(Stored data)
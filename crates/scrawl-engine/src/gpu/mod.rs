//! wgpu backend sink.
//!
//! The production implementation of [`crate::backend::BackendSink`]: batch
//! buffers, a pipeline cache over blend/rasterizer/shader-override state, a
//! dynamic-offset uniform ring for transform and color constants, and
//! logical-to-physical scissor mapping.

mod convert;
mod sink;

pub use sink::WgpuSink;
//! Screen-space tessellation quality.
//!
//! Segment counts are a function of the radius *as it appears on screen*
//! (local radius x the active transform's max scale factor), so zooming the
//! camera never reveals faceting on a previously smooth curve.

use core::f32::consts::TAU;

/// Hard cap on the segments of any full circle, bounding vertex cost.
pub const MAX_CIRCLE_SEGMENTS: u16 = 255;

/// Segments for a full circle of `screen_radius` pixels.
///
/// Non-decreasing in `screen_radius`: a fast linear ramp for small circles
/// (where each extra segment is clearly visible), then damped growth up to
/// [`MAX_CIRCLE_SEGMENTS`]. Non-positive and non-finite radii yield 0.
pub fn circle_segments(screen_radius: f32) -> u16 {
    if !(screen_radius > 0.0) || !screen_radius.is_finite() {
        return 0;
    }
    if screen_radius <= 5.0 {
        ((screen_radius + 3.0) as u16) * 2
    } else {
        (18.0 + (screen_radius - 5.0) / 2.2).min(MAX_CIRCLE_SEGMENTS as f32) as u16
    }
}

/// Segments for a partial arc of `screen_radius` pixels sweeping `angle`
/// radians: the full-circle count scaled by the covered fraction, at least 1
/// for any non-empty sweep.
pub fn arc_segments(screen_radius: f32, angle: f32) -> u16 {
    let full = circle_segments(screen_radius);
    if full == 0 || angle == 0.0 || !angle.is_finite() {
        return 0;
    }
    let fraction = (angle.abs().min(TAU)) / TAU;
    ((full as f32 * fraction).ceil() as u16).max(1)
}

#[cfg(test)]
mod tests {
    use super::*;

    // ── circle_segments ───────────────────────────────────────────────────

    #[test]
    fn zero_and_negative_radius_yield_zero() {
        assert_eq!(circle_segments(0.0), 0);
        assert_eq!(circle_segments(-3.0), 0);
        assert_eq!(circle_segments(f32::NAN), 0);
    }

    #[test]
    fn tiny_circle_still_gets_a_usable_count() {
        assert!(circle_segments(0.5) >= 6);
    }

    #[test]
    fn monotonically_non_decreasing() {
        let mut prev = 0;
        for i in 0..4000 {
            let r = i as f32 * 0.25;
            let n = circle_segments(r);
            assert!(n >= prev, "quality decreased at r={r}: {prev} -> {n}");
            prev = n;
        }
    }

    #[test]
    fn capped_at_maximum() {
        assert_eq!(circle_segments(1e6), MAX_CIRCLE_SEGMENTS);
        assert_eq!(circle_segments(f32::INFINITY), 0);
    }

    // ── arc_segments ──────────────────────────────────────────────────────

    #[test]
    fn full_sweep_matches_circle_quality() {
        assert_eq!(arc_segments(40.0, TAU), circle_segments(40.0));
    }

    #[test]
    fn narrow_sweep_scales_down_but_stays_positive() {
        let narrow = arc_segments(40.0, 0.01);
        assert!(narrow >= 1);
        assert!(narrow < circle_segments(40.0));
    }

    #[test]
    fn zero_sweep_is_degenerate() {
        assert_eq!(arc_segments(40.0, 0.0), 0);
    }

    #[test]
    fn negative_sweep_counts_by_magnitude() {
        assert_eq!(arc_segments(40.0, -TAU / 2.0), arc_segments(40.0, TAU / 2.0));
    }
}
//! Recorded draw stream for one cycle.
//!
//! Entries preserve call order exactly (painter's algorithm: later entries
//! render on top). State snapshots are stored once in a side table and
//! referenced by index, so long runs of draws under the same state cost one
//! snapshot, not one per draw.

mod entry;
mod list;

pub use entry::{CommandEntry, DrawEntry};
pub use list::CommandStream;
use crate::tess::{IndexType, MAX_BATCH_VERTICES, Vertex2D};

use super::{BatchOffset, VertexIndexBatch};

/// Where the pool stored a primitive.
#[derive(Debug, Copy, Clone, Eq, PartialEq)]
pub struct BatchAppend {
    /// Index of the receiving batch within the pool.
    pub batch: usize,
    pub offset: BatchOffset,
}

/// Rotating pool of batches, owned by the command manager.
///
/// Within one recording cycle the active batch index only advances, so draw
/// entries reference batches in non-decreasing order. Overflow rotates to
/// the next batch; a primitive larger than the nominal capacity gets a
/// dedicated batch sized exactly to it. The pool grows on demand and keeps
/// every batch allocated across cycles.
#[derive(Debug)]
pub struct BatchPool {
    batches: Vec<VertexIndexBatch>,
    active: usize,
    vertex_capacity: usize,
    index_capacity: usize,
}

impl BatchPool {
    pub fn new(vertex_capacity: usize, index_capacity: usize) -> Self {
        let vertex_capacity = vertex_capacity.clamp(4, MAX_BATCH_VERTICES);
        let index_capacity = index_capacity.max(6);
        Self {
            batches: vec![VertexIndexBatch::new(vertex_capacity, index_capacity)],
            active: 0,
            vertex_capacity,
            index_capacity,
        }
    }

    #[inline]
    pub fn batches(&self) -> &[VertexIndexBatch] {
        &self.batches
    }

    #[inline]
    pub fn active_index(&self) -> usize {
        self.active
    }

    /// Batches that received any data this cycle.
    pub fn used(&self) -> impl Iterator<Item = (usize, &VertexIndexBatch)> {
        self.batches
            .iter()
            .enumerate()
            .filter(|(_, b)| !b.is_empty())
    }

    /// Appends one primitive, rotating or allocating batches as needed.
    ///
    /// Returns `None` only when the primitive alone exceeds the 16-bit
    /// index range and can never be stored (the caller's fatal condition).
    pub fn append(&mut self, vertices: &[Vertex2D], indices: &[IndexType]) -> Option<BatchAppend> {
        if vertices.len() > MAX_BATCH_VERTICES {
            return None;
        }

        loop {
            if let Some(offset) = self.batches[self.active].try_append(vertices, indices) {
                return Some(BatchAppend {
                    batch: self.active,
                    offset,
                });
            }

            // Rotate. Skip over already-allocated batches that cannot hold
            // this primitive (small dedicated batches from earlier cycles).
            self.active += 1;
            while self.active < self.batches.len() {
                let next = &self.batches[self.active];
                debug_assert!(next.is_empty(), "rotated into a written batch");
                if next.fits(vertices.len(), indices.len()) {
                    break;
                }
                self.active += 1;
            }

            if self.active == self.batches.len() {
                // Nominal capacity for ordinary rotation; an exactly-sized
                // dedicated batch for oversized primitives.
                let (vcap, icap) =
                    if vertices.len() > self.vertex_capacity || indices.len() > self.index_capacity {
                        log::debug!(
                            "dedicated batch for oversized primitive: {} vertices, {} indices",
                            vertices.len(),
                            indices.len(),
                        );
                        (vertices.len(), indices.len())
                    } else {
                        (self.vertex_capacity, self.index_capacity)
                    };
                self.batches.push(VertexIndexBatch::new(vcap, icap));
            }
        }
    }

    /// Resets every batch and rewinds rotation for the next cycle.
    pub fn reset_all(&mut self) {
        for batch in &mut self.batches {
            batch.reset();
        }
        self.active = 0;
    }
}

Exercise instructions -> In the data above, find the line that contains "color constants, and", then reproduce exactly every line from the first line through that line.

Task solution ->
filename crates/scrawl-engine/src/gpu/mod.rs
//! wgpu backend sink.
//!
//! The production implementation of [`crate::backend::BackendSink`]: batch
//! buffers, a pipeline cache over blend/rasterizer/shader-override state, a
//! dynamic-offset uniform ring for transform and color constants, and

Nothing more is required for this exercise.